Helping out Despite coffee drinkers being holed up at home, there has been a positive public response to blunt the virus’ economic impact on the local workforce. Metric launched a new roast A Beautiful Day in the Neighborhood on April 3 with 100% of profits going toward restaurant partners in the city who have had to suspend service.

The coffee is a clear nod to Fred Rogers, the late star of “Mister Rogers’ Neighborhood,” with the goal of driving greater community support. The medium roast from Guatemala boasts a creamy sweetness with notes of chestnut, apple and orange. Twelve-ounce bags sell for $17, are available online at metriccoffee.com and at Metric’s Fulton Market cafe. (Orders can be made online, by phone or outside the roastery, 2021 W. Fulton St.)

“Coffee is an affordable luxury and in Chicago there are plenty of options for that,” said Xavier Alexander of Metric. “So our goal, once we see the light on the other side, is to do our part in elevating our industry, the producing partners we work with and education.”

Other roasters, including Dark Matter, Dollop, Bridgeport and Metropolis, have started fundraisers on social media to support team members. Dark Matter’s effort on gofundme.com includes an auction of collectibles and donated musical instruments. It had raised more than $14,000 as of April 6.

Passion House and Pedestrian have donated freshly brewed and bags of roasted coffee to local hospitals, emergency response workers and the American Red Cross.

“It’s hard to see now, but we believe we and the world will come out better on the other side,” said Millman of Passion House. “Part of our mission is that we believe the world is a small place, and that we have the ability to take care of one another. Clearly, people have really come together like we have never seen.”

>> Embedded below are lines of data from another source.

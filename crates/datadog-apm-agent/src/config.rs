// Copyright 2023-Present Datadog, Inc. https://www.datadoghq.com/
// SPDX-License-Identifier: Apache-2.0

use std::collections::BTreeSet;
use std::env;
use std::str::FromStr;
use std::time::Duration;

use crate::error::ConfigError;

const DEFAULT_SERVICE: &str = "unknown-service";
const DEFAULT_MAX_CUSTOM_EVENTS: usize = 10_000;
const DEFAULT_MAX_SPAN_EVENTS: usize = 2_000;
const DEFAULT_MAX_ERROR_EVENTS: usize = 100;
const DEFAULT_HARVEST_INTERVAL_SECS: u64 = 60;

/// Agent configuration
#[derive(Debug, Clone)]
pub struct AgentConfig {
    /// Application name attached to every LLM event
    pub service: String,
    /// Master switch; when off no transactions are created
    pub enabled: bool,
    /// Whether registered instrumentation runs on module load
    pub instrumentation_enabled: bool,
    /// Whether LLM adapters emit events
    pub ai_monitoring_enabled: bool,
    /// Module names whose instrumentation is skipped
    pub disabled_instrumentation: BTreeSet<String>,
    pub max_custom_events: usize,
    pub max_span_events: usize,
    pub max_error_events: usize,
    pub harvest_interval: Duration,
    /// Log level (e.g., trace, debug, info, warn, error)
    pub log_level: String,
}

impl Default for AgentConfig {
    fn default() -> Self {
        Self {
            service: DEFAULT_SERVICE.to_string(),
            enabled: true,
            instrumentation_enabled: true,
            ai_monitoring_enabled: true,
            disabled_instrumentation: BTreeSet::new(),
            max_custom_events: DEFAULT_MAX_CUSTOM_EVENTS,
            max_span_events: DEFAULT_MAX_SPAN_EVENTS,
            max_error_events: DEFAULT_MAX_ERROR_EVENTS,
            harvest_interval: Duration::from_secs(DEFAULT_HARVEST_INTERVAL_SECS),
            log_level: "info".to_string(),
        }
    }
}

fn flag(var: &str, default: bool) -> bool {
    env::var(var)
        .map(|val| val.to_lowercase() != "false" && val != "0")
        .unwrap_or(default)
}

fn number<T: FromStr>(var: &str, default: T) -> Result<T, ConfigError> {
    match env::var(var) {
        Ok(value) => value
            .trim()
            .parse::<T>()
            .map_err(|_| ConfigError::InvalidValue {
                var: var.to_string(),
                value,
            }),
        Err(_) => Ok(default),
    }
}

impl AgentConfig {
    /// Create configuration from environment variables
    pub fn from_env() -> Result<Self, ConfigError> {
        let service = env::var("DD_SERVICE")
            .ok()
            .filter(|val| !val.trim().is_empty())
            .unwrap_or_else(|| DEFAULT_SERVICE.to_string());
        let disabled_instrumentation = env::var("DD_APM_DISABLED_INSTRUMENTATION")
            .map(|val| {
                val.split(',')
                    .map(str::trim)
                    .filter(|name| !name.is_empty())
                    .map(str::to_string)
                    .collect()
            })
            .unwrap_or_default();
        let log_level = env::var("DD_LOG_LEVEL")
            .map(|val| val.to_lowercase())
            .unwrap_or_else(|_| "info".to_string());

        let config = Self {
            service,
            enabled: flag("DD_APM_ENABLED", true),
            instrumentation_enabled: flag("DD_APM_INSTRUMENTATION_ENABLED", true),
            ai_monitoring_enabled: flag("DD_APM_AI_MONITORING_ENABLED", true),
            disabled_instrumentation,
            max_custom_events: number("DD_APM_MAX_CUSTOM_EVENTS", DEFAULT_MAX_CUSTOM_EVENTS)?,
            max_span_events: number("DD_APM_MAX_SPAN_EVENTS", DEFAULT_MAX_SPAN_EVENTS)?,
            max_error_events: number("DD_APM_MAX_ERROR_EVENTS", DEFAULT_MAX_ERROR_EVENTS)?,
            harvest_interval: Duration::from_secs(number(
                "DD_APM_HARVEST_INTERVAL_SECS",
                DEFAULT_HARVEST_INTERVAL_SECS,
            )?),
            log_level,
        };

        config.validate()?;
        Ok(config)
    }

    /// Validate the configuration
    pub fn validate(&self) -> Result<(), ConfigError> {
        if self.service.trim().is_empty() {
            return Err(ConfigError::InvalidConfig(
                "DD_SERVICE cannot be empty".to_string(),
            ));
        }

        if self.harvest_interval.is_zero() {
            return Err(ConfigError::InvalidConfig(
                "Harvest interval must be greater than 0".to_string(),
            ));
        }

        let valid_log_levels = ["trace", "debug", "info", "warn", "error"];
        if !valid_log_levels.contains(&self.log_level.as_str()) {
            return Err(ConfigError::InvalidConfig(format!(
                "Invalid log level '{}'. Must be one of: trace, debug, info, warn, error",
                self.log_level
            )));
        }

        Ok(())
    }

    pub fn is_instrumentation_disabled(&self, module_name: &str) -> bool {
        !self.instrumentation_enabled || self.disabled_instrumentation.contains(module_name)
    }
}
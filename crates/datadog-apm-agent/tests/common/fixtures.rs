// Copyright 2023-Present Datadog, Inc. https://www.datadoghq.com/
// SPDX-License-Identifier: Apache-2.0

//! On-disk package trees for loader tests

use std::fs;
use std::path::{Path, PathBuf};
use std::sync::Arc;

use datadog_apm_agent::module::ModuleLoader;
use serde_json::json;
use tempfile::TempDir;

use super::mocks;

pub const OUTER_VERSION: &str = "3.0.0";
pub const NESTED_VERSION: &str = "1.0.0";
pub const OPENAI_VERSION: &str = "4.20.0";
pub const KNEX_VERSION: &str = "1.0.1";
pub const MONGODB_VERSION: &str = "6.3.0";

/// An application directory with:
///
/// ```text
/// node_modules/customTestPackage            3.0.0
/// node_modules/subPkg/node_modules/customTestPackage   1.0.0
/// node_modules/openai                       4.20.0
/// node_modules/knex                         1.0.1
/// node_modules/mongodb                      6.3.0 (with lib/collection.js)
/// ```
pub struct AppFixture {
    dir: TempDir,
}

#[allow(dead_code)]
impl AppFixture {
    pub fn new() -> Self {
        let dir = tempfile::tempdir().expect("Failed to create temp dir");
        let modules = dir.path().join("node_modules");

        write_package(&modules.join("customTestPackage"), "customTestPackage", OUTER_VERSION);
        write_file(&modules.join("customTestPackage/custom.js"), "");

        write_package(&modules.join("subPkg"), "subPkg", "0.1.0");
        let nested = modules.join("subPkg/node_modules/customTestPackage");
        write_package(&nested, "customTestPackage", NESTED_VERSION);
        write_file(&nested.join("custom.js"), "");

        write_package(&modules.join("openai"), "openai", OPENAI_VERSION);
        write_package(&modules.join("knex"), "knex", KNEX_VERSION);
        write_package(&modules.join("mongodb"), "mongodb", MONGODB_VERSION);
        write_file(&modules.join("mongodb/lib/collection.js"), "");

        Self { dir }
    }

    pub fn root(&self) -> &Path {
        self.dir.path()
    }

    pub fn outer_package(&self) -> PathBuf {
        self.root().join("node_modules/customTestPackage")
    }

    pub fn sub_package(&self) -> PathBuf {
        self.root().join("node_modules/subPkg")
    }

    pub fn nested_package(&self) -> PathBuf {
        self.sub_package().join("node_modules/customTestPackage")
    }

    pub fn loader(&self) -> Arc<ModuleLoader> {
        ModuleLoader::with_base_dir(Arc::new(mocks::provide), self.root())
    }
}

pub fn write_package(root: &Path, name: &str, version: &str) {
    let manifest = json!({"name": name, "version": version, "main": "index.js"});
    write_file(&root.join("package.json"), &manifest.to_string());
    write_file(&root.join("index.js"), "");
}

pub fn write_file(path: &Path, contents: &str) {
    if let Some(parent) = path.parent() {
        fs::create_dir_all(parent).expect("Failed to create fixture dir");
    }
    fs::write(path, contents).expect("Failed to write fixture file");
}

Looking ahead The durability of green coffee beans has helped dull the economic blow. While fresh food generally has a high spoilage rate and perish days or weeks after arrival, green coffee can maintain flavor potency for up to 12 months if stored at room temperature and moderate to low humidity. The freshness clock starts in earnest after beans are roasted.

Bridgeport Coffee’s Mike Pilkington is relying on reserves he purchased from the 2018-19 harvest and waiting on new shipments from Mexico and Uganda. In January he purchased beans from a co-op in Guatemala with the intention of featuring it as drip coffee in his cafes -- as well as extending the stockpile which he considered an exceptionally flavorful crop. Now, rationing is no longer a priority.

“This is usually the time we begin to receive the new harvest," he said.

"Looks like my coffee from 2018-19 will last awhile, but this is going to be a tight year.”

That’s what worries Alexander most: If supplies last longer, farmers will feel the pinch.